そう言い放つユージンの魂をこの映画から感じて欲しい。
いとうせいこう(作家・クリエイター)
いまだに終わっていない水俣問題と、世界中の公害と、企業と癒着する暴力との戦いを重厚な人間ドラマとしてえぐる。本来日本が作らねばならなかった映画だけど、それなら我々は別の国の、彼らに作りにくい問題をテーマ化するのだ。相互に。それがインターナショナルってもんだろう。
色川大吉(歴史学者)
アイリーンが夫ユージンとともに水俣で苦労を共にした姿は、私に強い印象を与えた。
その中でユージンが撮った「入浴中の母親が胎児性の水俣疾患者の娘を抱いている姿」は永く歴史に残る傑作だと思う。

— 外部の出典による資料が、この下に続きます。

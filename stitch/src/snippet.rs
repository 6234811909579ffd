//! Snippets: the value, type and origin triple every compilation step produces and consumes.

use crate::{
  dual::DualFn,
  fun::{HelperFn, Slot},
  resource::Resource,
  stdlib::ArithOp,
  types::{Access, AddressSpace, DataType},
  value::{ConstKey, ConstValue},
};
use indexmap::IndexMap;
use std::rc::Rc;

/// Where a value comes from, which decides what may be done with it.
#[derive(Clone, Copy, Debug, Eq, Hash, PartialEq)]
pub enum Origin {
  /// Known while compiling.
  Constant,
  /// A compile-time composite (array, struct) referred to by name; it must be copied explicitly.
  ConstantRef,
  /// A temporary computed on the GPU.
  Runtime,
  /// A storage location on the GPU.
  RuntimeRef { space: AddressSpace, access: Access },
  /// A function parameter.
  Argument,
}

impl Origin {
  pub fn is_reference(self) -> bool {
    matches!(self, Origin::ConstantRef | Origin::RuntimeRef { .. })
  }

  /// Origin of a field, element or component of a value with this origin.
  pub fn project(self, ty: &DataType) -> Origin {
    match self {
      Origin::ConstantRef if ty.is_naturally_ephemeral() => Origin::Constant,
      other => other,
    }
  }
}

/// A method of a vector or matrix used as an operator, waiting for its right-hand side.
#[derive(Clone, Debug)]
pub struct InfixDispatch {
  pub op: ArithOp,
  pub lhs: String,
  pub lhs_ty: DataType,
}

/// A named group of values, such as `std`.
#[derive(Debug)]
pub struct Namespace {
  name: String,
  members: IndexMap<String, Snippet>,
}

impl Namespace {
  pub fn new(name: impl Into<String>, members: impl IntoIterator<Item = (String, Snippet)>) -> Self {
    Namespace {
      name: name.into(),
      members: members.into_iter().collect(),
    }
  }

  pub fn name(&self) -> &str {
    &self.name
  }

  pub fn get(&self, member: &str) -> Option<&Snippet> {
    self.members.get(member)
  }
}

#[derive(Clone, Debug)]
pub enum Value {
  Const(ConstValue),
  /// Target-language text that has already been emitted.
  Code(String),
  Schema(DataType),
  Dual(Rc<DualFn>),
  Helper(Rc<HelperFn>),
  Resource(Rc<Resource>),
  Slot(Rc<Slot>),
  Namespace(Rc<Namespace>),
  /// `m.columns` of the matrix whose text is carried.
  Columns(String),
  Infix(InfixDispatch),
}

impl Value {
  /// Short description used in error messages.
  pub fn kind_name(&self) -> &'static str {
    match self {
      Value::Const(_) => "a constant",
      Value::Code(_) => "a runtime value",
      Value::Schema(_) => "a type",
      Value::Dual(_) => "a builtin function",
      Value::Helper(_) => "a function",
      Value::Resource(_) => "a resource",
      Value::Slot(_) => "a slot",
      Value::Namespace(_) => "a namespace",
      Value::Columns(_) => "matrix columns",
      Value::Infix(_) => "an operator method",
    }
  }
}

#[derive(Clone, Debug)]
pub struct Snippet {
  pub value: Value,
  pub ty: DataType,
  pub origin: Origin,
}

impl Snippet {
  pub fn new(value: Value, ty: DataType, origin: Origin) -> Self {
    Snippet { value, ty, origin }
  }

  pub fn constant(value: impl Into<ConstValue>, ty: DataType) -> Self {
    Snippet::new(Value::Const(value.into()), ty, Origin::Constant)
  }

  pub fn runtime(code: impl Into<String>, ty: DataType) -> Self {
    Snippet::new(Value::Code(code.into()), ty, Origin::Runtime)
  }

  /// A host value that is not data: a function, a schema, a namespace…
  pub fn host(value: Value) -> Self {
    Snippet::new(value, DataType::Unknown, Origin::Constant)
  }

  pub fn schema(ty: DataType) -> Self {
    Snippet::host(Value::Schema(ty))
  }

  /// Whether the value is known while compiling and may be folded.
  pub fn is_constant(&self) -> bool {
    matches!(self.origin, Origin::Constant | Origin::ConstantRef) && matches!(self.value, Value::Const(_))
  }

  pub fn as_const(&self) -> Option<&ConstValue> {
    match &self.value {
      Value::Const(value) if self.is_constant() => Some(value),
      _ => None,
    }
  }

  pub(crate) fn key(&self) -> SnippetKey {
    let value = match &self.value {
      Value::Const(value) => ValueKey::Const(value.key()),
      Value::Code(code) | Value::Columns(code) => ValueKey::Code(code.clone()),
      Value::Schema(ty) => ValueKey::Schema(ty.clone()),
      Value::Dual(f) => ValueKey::Addr(Rc::as_ptr(f) as usize),
      Value::Helper(f) => ValueKey::Addr(Rc::as_ptr(f) as usize),
      Value::Resource(r) => ValueKey::Addr(Rc::as_ptr(r) as usize),
      Value::Slot(s) => ValueKey::Addr(Rc::as_ptr(s) as usize),
      Value::Namespace(n) => ValueKey::Addr(Rc::as_ptr(n) as usize),
      Value::Infix(infix) => ValueKey::Code(infix.lhs.clone()),
    };

    SnippetKey {
      value,
      ty: self.ty.clone(),
      origin: self.origin,
    }
  }
}

#[derive(Clone, Debug, Eq, Hash, PartialEq)]
pub(crate) enum ValueKey {
  Const(ConstKey),
  Code(String),
  Schema(DataType),
  Addr(usize),
}

/// Hashable identity of a [`Snippet`], used in memoization keys.
#[derive(Clone, Debug, Eq, Hash, PartialEq)]
pub(crate) struct SnippetKey {
  value: ValueKey,
  ty: DataType,
  origin: Origin,
}

#[cfg(test)]
mod test {
  use super::*;
  use crate::types::ScalarKind;

  #[test]
  fn projection_of_constant_refs() {
    let origin = Origin::ConstantRef;
    assert_eq!(origin.project(&DataType::F32), Origin::Constant);
    assert_eq!(
      origin.project(&DataType::array(DataType::F32, 2)),
      Origin::ConstantRef
    );

    let storage = Origin::RuntimeRef {
      space: AddressSpace::Storage,
      access: Access::Read,
    };
    assert_eq!(storage.project(&DataType::vec(2, ScalarKind::F32)), storage);
  }

  #[test]
  fn constness() {
    assert!(Snippet::constant(1, DataType::ABSTRACT_INT).is_constant());
    assert!(!Snippet::runtime("x", DataType::F32).is_constant());
    assert!(Snippet::constant(1, DataType::I32).as_const().is_some());
  }
}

岩波友紀(写真家/2020年ユージン・スミス賞受賞)
公害問題と同時に、傷を負い続けたひとりの写真家の物語。たった1枚の写真が、どれほどの時間と葛藤を費やして生まれたか。撮る人と撮られる人の関係を泥臭くも美しく、そして激しい水俣の事象が静かに描かれているからこそ、心に突き刺さってくるのです。
上野千鶴子(社会学者)
傷ついた人を記録する者も傷を負う−記録し記憶する営みは、こんなにも壮絶だ。
この呑んだくれの写真家に魅力を感じたアイリーンの気持ちがよくわかる。
宇垣美里(フリーアナウンサー)
傷だらけになりながらも魂をかけて撮影されたユージンの写真には水俣病患者とその家族の悲しみ、怒り、愛が克明に焼き映されていた
強いものが弱いものを痛めつけてる
その構造は四十数年経った今も何一つ変わっていない
内田樹(思想家・武道家)
われわれ日本人が決して忘れてはいけない出来事を愚直なまでにまっすぐにフィルムに焼き付けてくれたこの映画に対して、私たちは批評の言葉を口にする前に、まず『ありがとう』と感謝のひとことを告げるべきだろう。
おおたとしまさ(教育ジャーナリスト)
水俣病は知っていたが、水俣で何があったのかは知らなかった。ユージン・スミスは知っていたが、彼がどれほどの覚悟で水俣を撮ったのかは知らなかった。 映画を見たことがきっかけで、新版化された写真集を読み、初めて現在進行形の真実の輪郭がおぼろげながら見えた気がした。いままで何も知らなかった自分を恥じる。
加藤登紀子(歌手)
号泣しました、何年分も。私達の時代の罪深さに。水俣の地元の人たちの抑制された表情も、起こったことの酷さも、ものすごく伝わってきます。坂本龍一さんの音楽が素晴らしい!
金平茂紀(TVキャスター/記者)
写真家ユージン・スミスが半世紀以上前<水俣病>を活写し世界に報じていた事実。工業排水が、海を殺し、魚を汚し、その地に住む人々の健康を壊した事実。住民たちが立ち上がった事実。あなたは知っていますか。ジョニー・デップにユージンがのりうつっている。
黒柳徹子(女優・ユニセフ親善大使)
日本人でも、よくわからないミナマタの痛みを、カメラマンのユージン・スミスが教えてくれる。ユージンを演じるのはジョニー・デップ。ハリウッドのスターがオーラを消してやってくれているのだ。
斎藤幸平(経済思想家)
経済か、命か。命と自然を犠牲にしても利潤を貪る資本主義の暴力性に立ち向かったのは、草の根の市民運動だった。公害史は資本主義の暗黒史であり、絶望的状況を前にした懸命の市民運動の歴史でもある。だからこそ、「社会は変わらない」と嘆く前に、誰もが「Minamata」を学ばなければならないのだ。
関口宏(タレント)
時に「映像」は、知識や理屈を超えて「真実」に迫る表現を可能にします。「MINAMATA」はそれを如実に描ききりました。ドキュメンタリードラマという手法も良かったと思います。半世紀前に起こった「水俣」が、私の中に生々しく蘇りました。
田口ランディ(作家/「水俣 天地への祈り」)
水俣病事件を通して、世界中で起きている公害問題、環境汚染問題に光を当てる問題作。
国を超え共に人類の行く末を考えていこう、という、ジョニー・デップのメッセージを受け取った。コロナ時代の指針となる映画だ。
武田鉄矢(歌手・俳優)
美しい物語です。
勿論、水俣病訴訟に身を置いた報道写真家の体験ですから、重く怒りに満ちています。
しかし暗くない。水俣の人々の描き方が深く、美しいのです。痛ましい出来事の中に、これほど美しい人々がいたことに驚きます。
田原総一朗(ジャーナリスト)
コロナの時代が突きつけた問い――病に倒れた者にどう向き合うのか。国と企業から切り捨てられた水俣病患者たちの姿を活写した写真家ユージン・スミスと妻アイリーンが今、鮮やかに蘇る。僕は、静かに深く、奮い立っている。
南こうせつ(フォークシンガー)
たった一枚の写真が人の心を動かし、公害問題として世界中にメッセージした。戦後の豊かさの陰でMINAMATAは犠牲となった。その責任は、今地球上で暮らしているひとりひとりにある。もはや目を逸らしてはこの星の未来はない。